I think of chopsticks, of how difficult it can be to pick up a piece of food with a pair of small sticks and transfer it from the plate to my mouth. If I lose concentration the worst thing that can happen is the food will fall on the floor.
I think of this as I watch an alfombrista (carpetmaker) use a pair of giant chopsticks to transfer a bowl of coloured sand over the elaborate image that has already been created. If he drops the bowl it could destroy weeks of work. I hold my breath until the bowl completes its journey to safe ground.
The day of the Corpus Christi flower carpets in La Orotava is one of our favourite days of the year on Tenerife. As well as being a visual assault, there’s a fiesta atmosphere throughout the town. It’s unusual, it’s beautiful, it’s fun.
But whilst I look forward to seeing the smaller flower carpets which line the streets take shape as the day progresses, by the actual date of Corpus Christi, the huge sand tapestry which covers the plaza outside of the town hall holds less of an interest.
That’s not because it fails to impress. The work involved, the detail in each tapestry, the shades created from sand alone and the incredible life within the tapestry as well as the sheer scale of the carpet leave me in awe every year.
However, by the day of Corpus Christi I’ve already seen the tapestry near completion. Watching the alfombristas at work in the days beforehand holds me in captivated silence more than seeing the completed work of art.

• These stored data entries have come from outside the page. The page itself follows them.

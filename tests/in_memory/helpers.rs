//! Shared test helpers for in-memory adapter integration tests.

use mockable::DefaultClock;
use opsdesk::taskboard::{
    adapters::memory::{InMemoryLocalCache, InMemoryProcessingLog, InMemoryTaskboardRepository},
    domain::{FormDate, FormType, ProcessingRow, ShiftId, TaskValue, TaskboardRecord, TurnEntry, UserId},
    services::TaskboardSyncService,
};
use rstest::fixture;
use std::io;
use std::sync::Arc;
use tokio::runtime::Runtime;

/// Synchronizer wired to in-memory adapters.
pub type InMemorySyncService =
    TaskboardSyncService<InMemoryTaskboardRepository, InMemoryLocalCache, DefaultClock>;

/// Provides a tokio runtime for async operations in tests.
///
/// # Errors
///
/// Returns an error if the runtime cannot be created.
#[fixture]
pub fn runtime() -> io::Result<Runtime> {
    tokio::runtime::Builder::new_current_thread()
        .enable_all()
        .build()
}

/// Provides a fresh in-memory taskboard repository for each test.
#[fixture]
pub fn repo() -> Arc<InMemoryTaskboardRepository> {
    Arc::new(InMemoryTaskboardRepository::new())
}

/// Provides a fresh in-memory local cache for each test.
#[fixture]
pub fn cache() -> Arc<InMemoryLocalCache> {
    Arc::new(InMemoryLocalCache::new())
}

/// Provides a fresh in-memory processing log for each test.
#[fixture]
pub fn log() -> Arc<InMemoryProcessingLog> {
    Arc::new(InMemoryProcessingLog::new())
}

/// Provides a clock for record creation.
#[fixture]
pub fn clock() -> DefaultClock {
    DefaultClock
}

/// Provides an authenticated user ID for tests.
#[fixture]
pub fn user() -> UserId {
    UserId::new()
}

/// Builds a synchronizer over the given adapters for the given user.
pub fn sync_service(
    repo: &Arc<InMemoryTaskboardRepository>,
    cache: &Arc<InMemoryLocalCache>,
    user: UserId,
) -> InMemorySyncService {
    TaskboardSyncService::new(Arc::clone(repo), Arc::clone(cache), Arc::new(DefaultClock))
        .with_session(user)
}

/// Returns the form date every helper record is keyed to.
pub fn form_date() -> FormDate {
    FormDate::from_key("2025-01-15").expect("valid date key")
}

/// Builds a day-shift record with turn data, task values, and one
/// processing row filled in.
pub fn filled_record(clock: &DefaultClock) -> TaskboardRecord {
    let mut record = TaskboardRecord::new(FormType::DayNormal, form_date(), clock);
    let shift = ShiftId::new(1, FormType::DayNormal).expect("valid shift");
    record.set_turn_entry(
        shift,
        TurnEntry::for_operator("op-17")
            .with_start_time("22:00")
            .with_end_time("06:00"),
        clock,
    );
    record.set_task_value(shift, "backup_check", TaskValue::Flag(true), clock);
    record.set_table_rows(vec![operation_row("OP-445")], clock);
    record.set_active_tab(Some(shift), clock);
    record
}

/// Builds a processing row that qualifies for the log via its system and
/// operation number.
pub fn operation_row(operation_number: &str) -> ProcessingRow {
    ProcessingRow {
        sequence_id: 1,
        time: "23:10".to_owned(),
        task_label: String::new(),
        system_name: "SWIFT".to_owned(),
        operation_number: operation_number.to_owned(),
        executed_by: "op-17".to_owned(),
        category_tag: "transfer".to_owned(),
    }
}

For art it is, these unusual carpetmakers are artists, possibly even alchemists.
When you look at the range of colours that make up a record-breaking sand tapestry covering between 912 and 950 square metres, it seems impossible they all come from Teide National Park. At least it does until you return to the park and stand somewhere like Montaña Guajara to look over the huge crater and register just how many different colours a volcanic landscape can throw up.

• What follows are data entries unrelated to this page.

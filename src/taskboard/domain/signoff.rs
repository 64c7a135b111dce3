//! Sign-off gate for save and export actions.

use super::SignOffError;

/// Sign-off state attached to forms that require one before save/export.
#[derive(Debug, Clone, Default, PartialEq, Eq)]
pub struct SignOff {
    signer_name: String,
    signature_image: Option<Vec<u8>>,
}

impl SignOff {
    /// Creates a sign-off with the given signer name and no signature image.
    #[must_use]
    pub fn new(signer_name: impl Into<String>) -> Self {
        Self {
            signer_name: signer_name.into(),
            signature_image: None,
        }
    }

    /// Attaches the captured signature image bytes.
    #[must_use]
    pub fn with_signature_image(mut self, image: Vec<u8>) -> Self {
        self.signature_image = Some(image);
        self
    }

    /// Returns the signer name.
    #[must_use]
    pub fn signer_name(&self) -> &str {
        &self.signer_name
    }

    /// Returns the signature image bytes, if captured.
    #[must_use]
    pub fn signature_image(&self) -> Option<&[u8]> {
        self.signature_image.as_deref()
    }

    /// Checks that the sign-off is complete enough to allow save/export.
    ///
    /// # Errors
    ///
    /// Returns [`SignOffError::MissingSignerName`] when the signer name is
    /// blank, or [`SignOffError::MissingSignatureImage`] when no signature
    /// image has been captured.
    pub fn ensure_complete(&self) -> Result<(), SignOffError> {
        if self.signer_name.trim().is_empty() {
            return Err(SignOffError::MissingSignerName);
        }
        if self
            .signature_image
            .as_ref()
            .is_none_or(|image| image.is_empty())
        {
            return Err(SignOffError::MissingSignatureImage);
        }
        Ok(())
    }
}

Around 2.500 kilos of the stuff are used to create the tapestry, with an army of alfombristas working for up to nine hours a day for around fifty days to have the masterpiece ready for Corpus Christi.
The work takes place under a canopy which covers the whole plaza. It’s not to keep it secret, the design is known for months. The canopy is there to protect the tapestry from nature. At this time of year there can be showers. But one alfombrista told me it’s not the rain which worries them the most, it’s the wind. Thankfully this side of the island isn’t breezy so it hasn’t proved a problem in the time I’ve been on Tenerife. But there are blips. A few years ago Corpus Christi was a washout, the first time it had rained on the day for over sixty years.

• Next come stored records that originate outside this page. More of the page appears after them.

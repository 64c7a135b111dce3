//! `PostgreSQL` repository implementation for taskboard record storage.

use super::{
    models::{NewTaskboardRow, TaskboardChangeset, TaskboardRow},
    schema::taskboard_records,
};
use crate::taskboard::{
    domain::{FormDate, FormType, PersistedTaskboardData, RecordKey, ShiftId, TaskboardRecord},
    ports::{TaskboardRepository, TaskboardRepositoryError, TaskboardRepositoryResult},
};
use async_trait::async_trait;
use diesel::pg::PgConnection;
use diesel::prelude::*;
use diesel::r2d2::{ConnectionManager, Pool};
use diesel::result::{DatabaseErrorKind, Error as DieselError};

/// `PostgreSQL` connection pool type used by taskboard adapters.
pub type TaskboardPgPool = Pool<ConnectionManager<PgConnection>>;

/// `PostgreSQL`-backed taskboard repository.
#[derive(Debug, Clone)]
pub struct PostgresTaskboardRepository {
    pool: TaskboardPgPool,
}

impl PostgresTaskboardRepository {
    /// Creates a new repository from a `PostgreSQL` connection pool.
    #[must_use]
    pub const fn new(pool: TaskboardPgPool) -> Self {
        Self { pool }
    }

    async fn run_blocking<F, T>(&self, f: F) -> TaskboardRepositoryResult<T>
    where
        F: FnOnce(&mut PgConnection) -> TaskboardRepositoryResult<T> + Send + 'static,
        T: Send + 'static,
    {
        let pool = self.pool.clone();
        tokio::task::spawn_blocking(move || {
            let mut connection = pool.get().map_err(TaskboardRepositoryError::persistence)?;
            f(&mut connection)
        })
        .await
        .map_err(TaskboardRepositoryError::persistence)?
    }
}

#[async_trait]
impl TaskboardRepository for PostgresTaskboardRepository {
    async fn find(&self, key: &RecordKey) -> TaskboardRepositoryResult<Option<TaskboardRecord>> {
        let lookup_key = *key;
        self.run_blocking(move |connection| {
            let row = key_filter(lookup_key)
                .select(TaskboardRow::as_select())
                .first::<TaskboardRow>(connection)
                .optional()
                .map_err(TaskboardRepositoryError::persistence)?;
            row.map(row_to_record).transpose()
        })
        .await
    }

    async fn insert(
        &self,
        key: &RecordKey,
        record: &TaskboardRecord,
    ) -> TaskboardRepositoryResult<()> {
        let insert_key = *key;
        let new_row = to_new_row(key, record)?;
        self.run_blocking(move |connection| {
            diesel::insert_into(taskboard_records::table)
                .values(&new_row)
                .execute(connection)
                .map_err(|err| match err {
                    DieselError::DatabaseError(DatabaseErrorKind::UniqueViolation, _) => {
                        TaskboardRepositoryError::DuplicateRecord(insert_key)
                    }
                    _ => TaskboardRepositoryError::persistence(err),
                })?;
            Ok(())
        })
        .await
    }

    async fn update(
        &self,
        key: &RecordKey,
        record: &TaskboardRecord,
    ) -> TaskboardRepositoryResult<()> {
        let update_key = *key;
        let changeset = to_changeset(record)?;
        self.run_blocking(move |connection| {
            let affected = diesel::update(key_filter(update_key))
                .set(&changeset)
                .execute(connection)
                .map_err(TaskboardRepositoryError::persistence)?;
            if affected == 0 {
                return Err(TaskboardRepositoryError::NotFound(update_key));
            }
            Ok(())
        })
        .await
    }

    async fn delete(&self, key: &RecordKey) -> TaskboardRepositoryResult<()> {
        let delete_key = *key;
        self.run_blocking(move |connection| {
            diesel::delete(key_filter(delete_key))
                .execute(connection)
                .map_err(TaskboardRepositoryError::persistence)?;
            Ok(())
        })
        .await
    }
}

type KeyFilter = diesel::dsl::Find<taskboard_records::table, (uuid::Uuid, String, String)>;

fn key_filter(key: RecordKey) -> KeyFilter {
    taskboard_records::table.find((
        key.user_id().into_inner(),
        key.form_type().as_str().to_owned(),
        key.date().storage_key(),
    ))
}

fn to_new_row(key: &RecordKey, record: &TaskboardRecord) -> TaskboardRepositoryResult<NewTaskboardRow> {
    let changeset = to_changeset(record)?;
    Ok(NewTaskboardRow {
        user_id: key.user_id().into_inner(),
        form_type: key.form_type().as_str().to_owned(),
        date: key.date().storage_key(),
        turn_data: changeset.turn_data,
        tasks: changeset.tasks,
        table_rows: changeset.table_rows,
        active_tab: changeset.active_tab,
        created_at: record.created_at(),
        updated_at: record.updated_at(),
    })
}

fn to_changeset(record: &TaskboardRecord) -> TaskboardRepositoryResult<TaskboardChangeset> {
    let turn_data =
        serde_json::to_value(record.turn_data()).map_err(TaskboardRepositoryError::persistence)?;
    let tasks =
        serde_json::to_value(record.tasks()).map_err(TaskboardRepositoryError::persistence)?;
    let table_rows =
        serde_json::to_value(record.table_rows()).map_err(TaskboardRepositoryError::persistence)?;
    Ok(TaskboardChangeset {
        turn_data,
        tasks,
        table_rows,
        active_tab: record.active_tab().map(|tab| tab.value().to_string()),
        updated_at: record.updated_at(),
    })
}

fn row_to_record(row: TaskboardRow) -> TaskboardRepositoryResult<TaskboardRecord> {
    let TaskboardRow {
        user_id: _,
        form_type: persisted_form_type,
        date: persisted_date,
        turn_data,
        tasks,
        table_rows,
        active_tab,
        created_at,
        updated_at,
    } = row;

    let form_type = FormType::try_from(persisted_form_type.as_str())
        .map_err(TaskboardRepositoryError::persistence)?;
    let date = FormDate::from_key(&persisted_date).map_err(TaskboardRepositoryError::persistence)?;
    let active_tab = active_tab
        .map(|tab| parse_active_tab(&tab, form_type))
        .transpose()?;

    let data = PersistedTaskboardData {
        form_type,
        date,
        turn_data: serde_json::from_value(turn_data)
            .map_err(TaskboardRepositoryError::persistence)?,
        tasks: serde_json::from_value(tasks).map_err(TaskboardRepositoryError::persistence)?,
        table_rows: serde_json::from_value(table_rows)
            .map_err(TaskboardRepositoryError::persistence)?,
        active_tab,
        created_at,
        updated_at,
    };
    Ok(TaskboardRecord::from_persisted(data))
}

fn parse_active_tab(value: &str, form_type: FormType) -> TaskboardRepositoryResult<ShiftId> {
    let index: u8 = value
        .trim()
        .parse()
        .map_err(TaskboardRepositoryError::persistence)?;
    ShiftId::new(index, form_type).map_err(TaskboardRepositoryError::persistence)
}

As I write, the tapestry is slowly coming together. I’ll wait another couple of weeks before making my annual journey to watch the talented alfombristas painstakingly and miraculously direct grains of sand until those individual grains morph magically into something of incredible beauty.
Some people are shocked that at the end of Corpus Christi, the carpets are trodden on and destroyed during a procession from La Orotava’s Town Hall to the Iglesia de la Concepción. For years I felt it seemed almost like a work of vandalism to destroy an object of beauty that had existed for only one day.
But of course, the sand tapestry doesn’t only exist for a day. It’s alive for weeks, growing and evolving day by day. It seems to me that much of the joy and satisfaction must be found in that journey to reach the final destination.
Corpus Christi in La Orotava takes place on 11 June 2015.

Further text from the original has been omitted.